• WHAT NEEDS TO BE DONE:
Scan the entries that follow for the word "section", then report every line in which it appears.

[Dataset entries]
----

//! Top-level pipeline configuration.
//!
//! This module provides [`PipelineConfig`] and its builder.

use serde::{Deserialize, Serialize};

use crate::schema::default_true;
use crate::{
    AnalyticsConfig, ConfigError, Environment, LogFormat, LoggingConfig, PerformanceConfig,
    RetryConfig,
};

/// Complete configuration of the instrumentation pipeline.
///
/// Use [`ConfigLoader`](crate::ConfigLoader) to load it from files and
/// environment variables, or one of the presets.
///
/// # Example
///
/// ```
/// use tessera_config::PipelineConfig;
///
/// let config = PipelineConfig::default();
/// assert!(config.enabled);
/// assert_eq!(config.performance.warning_threshold_ms, 1000);
/// ```
#[derive(Debug, Clone, Serialize, Deserialize, PartialEq)]
#[serde(deny_unknown_fields)]
pub struct PipelineConfig {
    /// Global kill switch. When `false` operations run without any stage.
    #[serde(default = "default_true")]
    pub enabled: bool,

    /// Deployment environment.
    #[serde(default)]
    pub environment: Environment,

    /// Logging stage.
    #[serde(default)]
    pub logging: LoggingConfig,

    /// Analytics stage.
    #[serde(default)]
    pub analytics: AnalyticsConfig,

    /// Performance stage.
    #[serde(default)]
    pub performance: PerformanceConfig,

    /// Manager retry policy.
    #[serde(default)]
    pub retry: RetryConfig,
}

impl Default for PipelineConfig {
    fn default() -> Self {
        Self {
            enabled: true,
            environment: Environment::default(),
            logging: LoggingConfig::default(),
            analytics: AnalyticsConfig::default(),
            performance: PerformanceConfig::default(),
            retry: RetryConfig::default(),
        }
    }
}

impl PipelineConfig {
    /// Create a new configuration builder.
    ///
    /// # Example
    ///
    /// ```
    /// use tessera_config::{AnalyticsConfig, PipelineConfig};
    ///
    /// let config = PipelineConfig::builder()
    ///     .analytics(AnalyticsConfig {
    ///         buffer_size: 3,
    ///         ..Default::default()
    ///     })
    ///     .build();
    ///
    /// assert_eq!(config.analytics.buffer_size, 3);
    /// ```
    #[must_use]
    pub fn builder() -> PipelineConfigBuilder {
        PipelineConfigBuilder::new()
    }

    /// Validate value ranges.
    ///
    /// # Errors
    ///
    /// Returns `ConfigError::InvalidValue` if:
    /// - `analytics.sample_rate` is not in 0.0..=100.0
    /// - `analytics.buffer_size` or `analytics.flush_interval_ms` is zero
    /// - `performance.sampling.rate` is not in 0.0..=1.0
    /// - `performance.warning_threshold_ms` is not below the critical threshold
    /// - `retry.max_retries` or `retry.timeout_ms` is zero
    /// - `logging.level` is not a known level
    pub fn validate(&self) -> Result<(), ConfigError> {
        const LEVELS: [&str; 5] = ["trace", "debug", "info", "warn", "error"];

        if !LEVELS.contains(&self.logging.level.to_lowercase().as_str()) {
            return Err(ConfigError::invalid_value(
                "logging.level",
                format!("unknown level '{}'", self.logging.level),
            ));
        }

        if !(0.0..=100.0).contains(&self.analytics.sample_rate) {
            return Err(ConfigError::invalid_value(
                "analytics.sample_rate",
                "must be between 0.0 and 100.0",
            ));
        }

        if self.analytics.buffer_size == 0 {
            return Err(ConfigError::invalid_value(
                "analytics.buffer_size",
                "must be at least 1",
            ));
        }

        if self.analytics.flush_interval_ms == 0 {
            return Err(ConfigError::invalid_value(
                "analytics.flush_interval_ms",
                "must be greater than zero",
            ));
        }

        if !(0.0..=1.0).contains(&self.performance.sampling.rate) {
            return Err(ConfigError::invalid_value(
                "performance.sampling.rate",
                "must be between 0.0 and 1.0",
            ));
        }

        if self.performance.warning_threshold_ms >= self.performance.critical_threshold_ms {
            return Err(ConfigError::invalid_value(
                "performance.warning_threshold_ms",
                "must be lower than performance.critical_threshold_ms",
            ));
        }

        if self.performance.cleanup_interval_secs == 0 {
            return Err(ConfigError::invalid_value(
                "performance.cleanup_interval_secs",
                "must be greater than zero",
            ));
        }

        if self.retry.max_retries == 0 {
            return Err(ConfigError::invalid_value(
                "retry.max_retries",
                "must be at least 1",
            ));
        }

        if self.retry.timeout_ms == 0 {
            return Err(ConfigError::invalid_value(
                "retry.timeout_ms",
                "must be greater than zero",
            ));
        }

        Ok(())
    }

    /// Development preset: debug level, pretty output, no sampling.
    ///
    /// ```
    /// use tessera_config::PipelineConfig;
    ///
    /// let config = PipelineConfig::development();
    /// assert_eq!(config.logging.level, "debug");
    /// ```
    #[must_use]
    pub fn development() -> Self {
        let mut config = Self::default();

        config.environment = Environment::Development;
        config.logging.level = "debug".to_string();
        config.logging.format = LogFormat::Pretty;
        config.analytics.sample_rate = 100.0;

        config
    }

    /// Production preset: JSON output, sampled analytics and performance.
    ///
    /// ```
    /// use tessera_config::{LogFormat, PipelineConfig};
    ///
    /// let config = PipelineConfig::production();
    /// assert_eq!(config.logging.format, LogFormat::Json);
    /// assert!(config.environment.is_production());
    /// ```
    #[must_use]
    pub fn production() -> Self {
        let mut config = Self::default();

        config.environment = Environment::Production;
        config.logging.level = "info".to_string();
        config.logging.format = LogFormat::Json;
        config.logging.fallback_to_console = false;

        config.analytics.sample_rate = 10.0;
        config.analytics.buffer_size = 100;

        config.performance.sampling.enabled = true;
        config.performance.sampling.rate = 0.1;

        config
    }

    /// Test preset: short delays and timeouts, everything sampled.
    #[must_use]
    pub fn test() -> Self {
        let mut config = Self::default();

        config.environment = Environment::Test;
        config.logging.level = "warn".to_string();
        config.logging.fallback_to_console = false;
        config.retry.retry_delay_ms = 10;
        config.retry.timeout_ms = 1000;

        config
    }
}

/// Builder for [`PipelineConfig`].
#[derive(Debug, Default)]
pub struct PipelineConfigBuilder {
    config: PipelineConfig,
}

impl PipelineConfigBuilder {
    /// Create a builder seeded with default values.
    #[must_use]
    pub fn new() -> Self {
        Self::default()
    }

    /// Set the global kill switch.
    #[must_use]
    pub fn enabled(mut self, enabled: bool) -> Self {
        self.config.enabled = enabled;
        self
    }

    /// Set the environment.
    #[must_use]
    pub fn environment(mut self, environment: Environment) -> Self {
        self.config.environment = environment;
        self
    }

    /// Set the logging section.
    #[must_use]
    pub fn logging(mut self, logging: LoggingConfig) -> Self {
        self.config.logging = logging;
        self
    }

    /// Set the analytics section.
    #[must_use]
    pub fn analytics(mut self, analytics: AnalyticsConfig) -> Self {
        self.config.analytics = analytics;
        self
    }

    /// Set the performance section.
    #[must_use]
    pub fn performance(mut self, performance: PerformanceConfig) -> Self {
        self.config.performance = performance;
        self
    }

    /// Set the retry section.
    #[must_use]
    pub fn retry(mut self, retry: RetryConfig) -> Self {
        self.config.retry = retry;
        self
    }

    /// Build the configuration without validating it.
    #[must_use]
    pub fn build(self) -> PipelineConfig {
        self.config
    }
}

----

• SOLUTION FOR THIS TASK:
    /// Set the logging section.
    /// Set the analytics section.
    /// Set the performance section.
    /// Set the retry section.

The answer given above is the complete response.